Saint Brynach was a 6th-century Welsh saint. He is traditionally associated with Pembrokeshire, where several churches are dedicated to him.

Life

A 12th-century account of Brynach's life states that sometime in the early 6th century, Brynach travelled (from where is unstated) to Rome and Brittany, and then on to Milford Haven. He erected various oratories near the rivers Cleddau, Gwaun, and Caman and at the foot of Mynydd Carningli (translated as 'Mountain of the Angels'), which was his most famous foundation. This monastery founded by Brynach was at present-day Nevern (in Welsh, Nanhyfer).
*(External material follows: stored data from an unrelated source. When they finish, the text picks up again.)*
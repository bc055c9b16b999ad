//! Wire protocol shared by the server and the client.
//!
//! Every frame is a bincode-encoded `[tag, payload]` pair. The tag is the
//! message name as a string so both sides can skip messages they do not
//! know; payloads are positional tuples. Nothing outside this module relies
//! on the byte layout.

use crate::entity::{Blob, BlobId, Player, PlayerId};
use bincode::Options;
use serde::de::{self, DeserializeOwned, SeqAccess, Visitor};
use serde::ser::SerializeTuple;
use serde::{Deserialize, Deserializer, Serialize, Serializer};
use std::fmt;
use thiserror::Error;

/// Upper bound on a single encoded frame.
pub const MAX_MESSAGE_BYTES: u64 = 1 << 20;

/// Wire tags, one per message kind.
pub mod tag {
    pub const SPAWN: &str = "spawn";
    pub const MOVE: &str = "move";
    pub const ADD_PLAYER: &str = "addPlayer";
    pub const ADD_BLOB: &str = "addBlob";
    pub const REMOVE_PLAYER: &str = "removePlayer";
    pub const UPDATE_PLAYERS: &str = "updatePlayers";
}

#[derive(Debug, Error)]
pub enum ProtocolError {
    #[error("malformed message: {0}")]
    MalformedMessage(#[source] bincode::Error),
    #[error("failed to encode message: {0}")]
    Encode(#[source] bincode::Error),
}

/// Position and size of one blob as sent to clients.
#[derive(Debug, Clone, PartialEq, Serialize, Deserialize)]
pub struct BlobState {
    pub id: BlobId,
    pub x: f32,
    pub y: f32,
    pub scale: f32,
}

impl From<&Blob> for BlobState {
    fn from(blob: &Blob) -> Self {
        Self {
            id: blob.id,
            x: blob.position.x,
            y: blob.position.y,
            scale: blob.radius(),
        }
    }
}

/// Everything a client needs to start drawing a player.
#[derive(Debug, Clone, PartialEq, Serialize, Deserialize)]
pub struct PlayerState {
    pub id: PlayerId,
    pub x: f32,
    pub y: f32,
    pub name: String,
    pub color: String,
    pub blobs: Vec<BlobState>,
}

impl From<&Player> for PlayerState {
    fn from(player: &Player) -> Self {
        Self {
            id: player.id,
            x: player.position.x,
            y: player.position.y,
            name: player.name.clone(),
            color: player.color.clone(),
            blobs: player.blobs.iter().map(BlobState::from).collect(),
        }
    }
}

/// Per-tick position sample of one player.
#[derive(Debug, Clone, PartialEq, Serialize, Deserialize)]
pub struct PlayerUpdate {
    pub id: PlayerId,
    pub x: f32,
    pub y: f32,
    pub blobs: Vec<BlobState>,
}

impl From<&Player> for PlayerUpdate {
    fn from(player: &Player) -> Self {
        Self {
            id: player.id,
            x: player.position.x,
            y: player.position.y,
            blobs: player.blobs.iter().map(BlobState::from).collect(),
        }
    }
}

/// Messages a client sends to the server.
#[derive(Debug, Clone, PartialEq)]
pub enum ClientMessage {
    Spawn {
        name: String,
    },
    /// `direction` is an angle in radians; `None` releases the stick.
    Move {
        direction: Option<f32>,
        magnitude: f32,
    },
}

/// Messages the server sends to clients.
#[derive(Debug, Clone, PartialEq)]
pub enum ServerMessage {
    AddPlayer { player: PlayerState, is_mine: bool },
    AddBlob(BlobState),
    RemovePlayer { id: PlayerId },
    UpdatePlayers(Vec<PlayerUpdate>),
}

/// A message family that travels as a `[tag, payload]` pair.
pub trait Envelope: Serialize + DeserializeOwned {
    /// Every tag this family can decode.
    const TAGS: &'static [&'static str];

    fn tag(&self) -> &'static str;
}

impl Envelope for ClientMessage {
    const TAGS: &'static [&'static str] = &[tag::SPAWN, tag::MOVE];

    fn tag(&self) -> &'static str {
        match self {
            ClientMessage::Spawn { .. } => tag::SPAWN,
            ClientMessage::Move { .. } => tag::MOVE,
        }
    }
}

impl Envelope for ServerMessage {
    const TAGS: &'static [&'static str] = &[
        tag::ADD_PLAYER,
        tag::ADD_BLOB,
        tag::REMOVE_PLAYER,
        tag::UPDATE_PLAYERS,
    ];

    fn tag(&self) -> &'static str {
        match self {
            ServerMessage::AddPlayer { .. } => tag::ADD_PLAYER,
            ServerMessage::AddBlob(_) => tag::ADD_BLOB,
            ServerMessage::RemovePlayer { .. } => tag::REMOVE_PLAYER,
            ServerMessage::UpdatePlayers(_) => tag::UPDATE_PLAYERS,
        }
    }
}

impl Serialize for ClientMessage {
    fn serialize<S: Serializer>(&self, serializer: S) -> Result<S::Ok, S::Error> {
        let mut envelope = serializer.serialize_tuple(2)?;
        envelope.serialize_element(self.tag())?;
        match self {
            ClientMessage::Spawn { name } => envelope.serialize_element(&(name,))?,
            ClientMessage::Move {
                direction,
                magnitude,
            } => envelope.serialize_element(&(direction, magnitude))?,
        }
        envelope.end()
    }
}

impl Serialize for ServerMessage {
    fn serialize<S: Serializer>(&self, serializer: S) -> Result<S::Ok, S::Error> {
        let mut envelope = serializer.serialize_tuple(2)?;
        envelope.serialize_element(self.tag())?;
        match self {
            ServerMessage::AddPlayer { player, is_mine } => {
                envelope.serialize_element(&(player, is_mine))?
            }
            ServerMessage::AddBlob(blob) => envelope.serialize_element(blob)?,
            ServerMessage::RemovePlayer { id } => envelope.serialize_element(&(id,))?,
            ServerMessage::UpdatePlayers(players) => envelope.serialize_element(players)?,
        }
        envelope.end()
    }
}

fn next_field<'de, A, T>(seq: &mut A, index: usize) -> Result<T, A::Error>
where
    A: SeqAccess<'de>,
    T: Deserialize<'de>,
{
    seq.next_element()?
        .ok_or_else(|| de::Error::invalid_length(index, &"a [tag, payload] pair"))
}

struct ClientVisitor;

impl<'de> Visitor<'de> for ClientVisitor {
    type Value = ClientMessage;

    fn expecting(&self, formatter: &mut fmt::Formatter) -> fmt::Result {
        formatter.write_str("a [tag, payload] client message")
    }

    fn visit_seq<A: SeqAccess<'de>>(self, mut seq: A) -> Result<Self::Value, A::Error> {
        let kind: String = next_field(&mut seq, 0)?;
        match kind.as_str() {
            tag::SPAWN => {
                let (name,): (String,) = next_field(&mut seq, 1)?;
                Ok(ClientMessage::Spawn { name })
            }
            tag::MOVE => {
                let (direction, magnitude) = next_field(&mut seq, 1)?;
                Ok(ClientMessage::Move {
                    direction,
                    magnitude,
                })
            }
            other => Err(de::Error::unknown_variant(other, ClientMessage::TAGS)),
        }
    }
}

impl<'de> Deserialize<'de> for ClientMessage {
    fn deserialize<D: Deserializer<'de>>(deserializer: D) -> Result<Self, D::Error> {
        deserializer.deserialize_tuple(2, ClientVisitor)
    }
}

struct ServerVisitor;

impl<'de> Visitor<'de> for ServerVisitor {
    type Value = ServerMessage;

    fn expecting(&self, formatter: &mut fmt::Formatter) -> fmt::Result {
        formatter.write_str("a [tag, payload] server message")
    }

    fn visit_seq<A: SeqAccess<'de>>(self, mut seq: A) -> Result<Self::Value, A::Error> {
        let kind: String = next_field(&mut seq, 0)?;
        match kind.as_str() {
            tag::ADD_PLAYER => {
                let (player, is_mine) = next_field(&mut seq, 1)?;
                Ok(ServerMessage::AddPlayer { player, is_mine })
            }
            tag::ADD_BLOB => Ok(ServerMessage::AddBlob(next_field(&mut seq, 1)?)),
            tag::REMOVE_PLAYER => {
                let (id,): (PlayerId,) = next_field(&mut seq, 1)?;
                Ok(ServerMessage::RemovePlayer { id })
            }
            tag::UPDATE_PLAYERS => Ok(ServerMessage::UpdatePlayers(next_field(&mut seq, 1)?)),
            other => Err(de::Error::unknown_variant(other, ServerMessage::TAGS)),
        }
    }
}

impl<'de> Deserialize<'de> for ServerMessage {
    fn deserialize<D: Deserializer<'de>>(deserializer: D) -> Result<Self, D::Error> {
        deserializer.deserialize_tuple(2, ServerVisitor)
    }
}

// Varint integers, little endian, trailing bytes rejected.
fn wire_options() -> impl Options {
    bincode::DefaultOptions::new().with_limit(MAX_MESSAGE_BYTES)
}

/// Encodes a message into one binary frame.
pub fn encode<M: Envelope>(message: &M) -> Result<Vec<u8>, ProtocolError> {
    wire_options()
        .serialize(message)
        .map_err(ProtocolError::Encode)
}

/// Decodes one binary frame.
///
/// Returns `Ok(None)` when the frame carries a tag this family does not know,
/// so newer peers can add messages without breaking older ones. Truncated or
/// mistyped frames are `MalformedMessage`.
pub fn decode<M: Envelope>(bytes: &[u8]) -> Result<Option<M>, ProtocolError> {
    let tag: String = wire_options()
        .allow_trailing_bytes()
        .deserialize(bytes)
        .map_err(ProtocolError::MalformedMessage)?;

    if !M::TAGS.contains(&tag.as_str()) {
        return Ok(None);
    }

    wire_options()
        .deserialize(bytes)
        .map(Some)
        .map_err(ProtocolError::MalformedMessage)
}
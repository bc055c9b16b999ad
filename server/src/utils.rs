use rand::Rng;
use shared::Vec2;

const HEX_DIGITS: &[u8; 16] = b"0123456789ABCDEF";

// Random "#RRGGBB" color for a new player
pub fn random_color<R: Rng + ?Sized>(rng: &mut R) -> String {
    let mut color = String::with_capacity(7);
    color.push('#');
    for _ in 0..6 {
        color.push(HEX_DIGITS[rng.gen_range(0..HEX_DIGITS.len())] as char);
    }
    color
}

// Uniform point in [0, map_size)^2
pub fn random_point<R: Rng + ?Sized>(rng: &mut R, map_size: f32) -> Vec2 {
    Vec2::new(rng.gen::<f32>() * map_size, rng.gen::<f32>() * map_size)
}
//! # Blob Arena Server Library
//!
//! This library provides the authoritative server for the blob arena. It owns
//! the canonical world, turns client requests into state changes, and
//! broadcasts a full snapshot of every player on a fixed tick so clients can
//! interpolate between them.
//!
//! ## Core Responsibilities
//!
//! ### Authoritative Simulation
//! The server is the only place positions change. Clients send a heading and
//! a magnitude; the tick integrates velocity and moves each player's anchor
//! and blobs inside the square map.
//!
//! ### Session Management
//! Handles the lifecycle of every WebSocket connection:
//! - Spawning a player with the lowest free id and a random color
//! - Announcing new players to everyone and catching the newcomer up
//! - Validating movement requests and closing on protocol violations
//! - Removing the player and recycling its id on disconnect
//!
//! ### State Broadcasting
//! Every tick sends one `updatePlayers` snapshot to each spawned session.
//! There is no delta compression or interest filtering, which keeps the
//! player cap small.
//!
//! ## Architecture Design
//!
//! ### Single-Threaded Event Loop
//! One `tokio::select!` loop owns the [`world::World`] and processes
//! connection events and tick firings sequentially. Connection tasks only
//! decode and encode frames, so the tick never observes a half-applied
//! spawn or disconnect.
//!
//! ### WebSocket Transport
//! Each message is a single binary frame holding a `[tag, payload]` pair
//! encoded by the `shared` protocol module. Frames that fail to decode close
//! the connection; unknown tags are skipped.
//!
//! ## Module Organization
//!
//! ### World Module (`world`)
//! Player registry, id pool, static xp pickups and the connection mapping.
//!
//! ### Session Module (`session`)
//! Per-connection state machine producing addressed outgoing messages.
//!
//! ### Tick Module (`tick`)
//! Converts measured tick intervals into logical time and builds snapshots.
//!
//! ### Network Module (`network`)
//! Listener, connection tasks, and the main event loop.
//!
//! ## Usage Example
//!
//! ```rust,no_run
//! use server::network::Server;
//! use shared::GameConfig;
//!
//! #[tokio::main]
//! async fn main() -> std::io::Result<()> {
//!     let mut server = Server::new("127.0.0.1:8080", GameConfig::default()).await?;
//!
//!     // Accepts WebSocket clients and runs the 67 ms tick until the process exits
//!     server.run().await
//! }
//! ```

pub mod network;
pub mod session;
pub mod tick;
pub mod utils;
pub mod world;
//! Client network layer: a WebSocket connection on its own thread

use futures_util::{SinkExt, StreamExt};
use log::{debug, error, info, warn};
use shared::{decode, encode, ClientMessage, ServerMessage};
use std::sync::mpsc as std_mpsc;
use std::thread;
use tokio::sync::mpsc;
use tokio_tungstenite::tungstenite::Message;

type BoxError = Box<dyn std::error::Error + Send + Sync>;

/// Events delivered from the network thread to the frame loop
#[derive(Debug, Clone, PartialEq)]
pub enum NetworkEvent {
    Connected,
    Message(ServerMessage),
    Disconnected(String),
}

/// Frame-loop side of the connection
pub struct NetworkHandle {
    events: std_mpsc::Receiver<NetworkEvent>,
    outgoing: mpsc::UnboundedSender<ClientMessage>,
}

impl NetworkHandle {
    /// Queues a message for the server. Returns false once the connection is gone.
    pub fn send(&self, message: ClientMessage) -> bool {
        self.outgoing.send(message).is_ok()
    }

    /// Everything received since the last call, without blocking.
    pub fn drain(&self) -> Vec<NetworkEvent> {
        self.events.try_iter().collect()
    }

    /// Blocks until the next event or until the network thread exits.
    pub fn recv(&self) -> Option<NetworkEvent> {
        self.events.recv().ok()
    }
}

/// Accepts `host:port` or a full `ws://` URL.
pub fn server_url(server: &str) -> String {
    if server.starts_with("ws://") || server.starts_with("wss://") {
        server.to_string()
    } else {
        format!("ws://{}", server)
    }
}

/// Starts the network thread and returns the handle used by the frame loop.
pub fn connect(server: &str) -> std::io::Result<NetworkHandle> {
    let url = server_url(server);
    let (event_tx, event_rx) = std_mpsc::channel();
    let (outgoing_tx, outgoing_rx) = mpsc::unbounded_channel();

    thread::Builder::new()
        .name("network".to_string())
        .spawn(move || {
            let runtime = match tokio::runtime::Builder::new_current_thread()
                .enable_all()
                .build()
            {
                Ok(runtime) => runtime,
                Err(e) => {
                    error!("Failed to start network runtime: {}", e);
                    let _ = event_tx.send(NetworkEvent::Disconnected(e.to_string()));
                    return;
                }
            };

            let reason = match runtime.block_on(run_connection(&url, &event_tx, outgoing_rx)) {
                Ok(()) => "connection closed".to_string(),
                Err(e) => {
                    warn!("Connection to {} ended: {}", url, e);
                    e.to_string()
                }
            };
            let _ = event_tx.send(NetworkEvent::Disconnected(reason));
        })?;

    Ok(NetworkHandle {
        events: event_rx,
        outgoing: outgoing_tx,
    })
}

async fn run_connection(
    url: &str,
    events: &std_mpsc::Sender<NetworkEvent>,
    mut outgoing: mpsc::UnboundedReceiver<ClientMessage>,
) -> Result<(), BoxError> {
    info!("Connecting to {}", url);
    let (ws_stream, _) = tokio_tungstenite::connect_async(url).await?;
    info!("Connected to {}", url);
    events.send(NetworkEvent::Connected)?;

    let (mut sink, mut source) = ws_stream.split();

    loop {
        tokio::select! {
            frame = source.next() => {
                match frame {
                    Some(Ok(Message::Binary(bytes))) => match decode::<ServerMessage>(&bytes)? {
                        Some(message) => events.send(NetworkEvent::Message(message))?,
                        None => debug!("Ignoring message with unknown tag"),
                    },
                    Some(Ok(Message::Close(_))) | None => return Ok(()),
                    Some(Ok(_)) => {}
                    Some(Err(e)) => return Err(e.into()),
                }
            },

            message = outgoing.recv() => {
                match message {
                    Some(message) => sink.send(Message::Binary(encode(&message)?)).await?,
                    None => {
                        let _ = sink.close().await;
                        return Ok(());
                    }
                }
            },
        }
    }
}
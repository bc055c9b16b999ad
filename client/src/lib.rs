//! # Blob Arena Client Library
//!
//! This library provides the client side of the blob arena: a WebSocket
//! connection to the authoritative server, a mirror of the world it
//! describes, pointer input, and a macroquad renderer.
//!
//! ## Architecture Overview
//!
//! The client never simulates. The server broadcasts a snapshot of every
//! player on each tick and the client smooths between the last two samples
//! of every blob so movement looks continuous at any frame rate.
//!
//! ### Interpolation
//! Each blob keeps its previous and confirmed server positions plus the time
//! the confirmed one arrived. A frame renders the linear blend between them,
//! reaching the confirmed position one tick period after receipt and then
//! holding there until the next sample.
//!
//! ### Input Pacing
//! The pointer offset from the screen centre becomes a heading and a
//! magnitude. The client sends it once per received snapshot, so input
//! traffic follows the server tick rather than the frame rate.
//!
//! ## Module Organization
//!
//! ### Game Module (`game`)
//! The client world mirror: players, their blob shadows, xp pickups, and
//! which player is our own.
//!
//! ### Interpolation Module (`interpolation`)
//! The per-blob shadow and the interpolation factor.
//!
//! ### Input Module (`input`)
//! Pointer sampling and the `move` message built from it.
//!
//! ### Network Module (`network`)
//! Runs the WebSocket on a dedicated thread and hands decoded messages to
//! the frame loop through a channel drained once per frame.
//!
//! ### Rendering Module (`rendering`)
//! Camera-centred drawing of the grid, pickups and player blobs.
//!
//! ## Usage Example
//!
//! ```rust,no_run
//! use client::game::ClientWorld;
//! use client::network::{self, NetworkEvent};
//! use shared::ClientMessage;
//! use std::time::Instant;
//!
//! let handle = network::connect("127.0.0.1:8080")?;
//! handle.send(ClientMessage::Spawn { name: "Alice".to_string() });
//!
//! let mut world = ClientWorld::new();
//! for event in handle.drain() {
//!     if let NetworkEvent::Message(message) = event {
//!         world.apply(message, Instant::now());
//!     }
//! }
//! world.sample(Instant::now());
//! # Ok::<(), std::io::Error>(())
//! ```

pub mod game;
pub mod input;
pub mod interpolation;
pub mod network;
pub mod rendering;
The land was given to him by the local lord, Clether, who retired to Cornwall. Brynach was harassed by King Maelgwn of Gwynedd for a while, until he wrought miracles and the two came to terms. Saint Brynach died on 7 April, on which day his feast is celebrated. His church, beside the River Nevern, is his lasting memorial.

The "Life of St Brynach" portrays him as something of a wild fellow in his youth but very virtuous after his conversion.  The descriptions of his adventures (including amorous and ghostly encounters) display a degree of humour unusual in the writers of saintly lives.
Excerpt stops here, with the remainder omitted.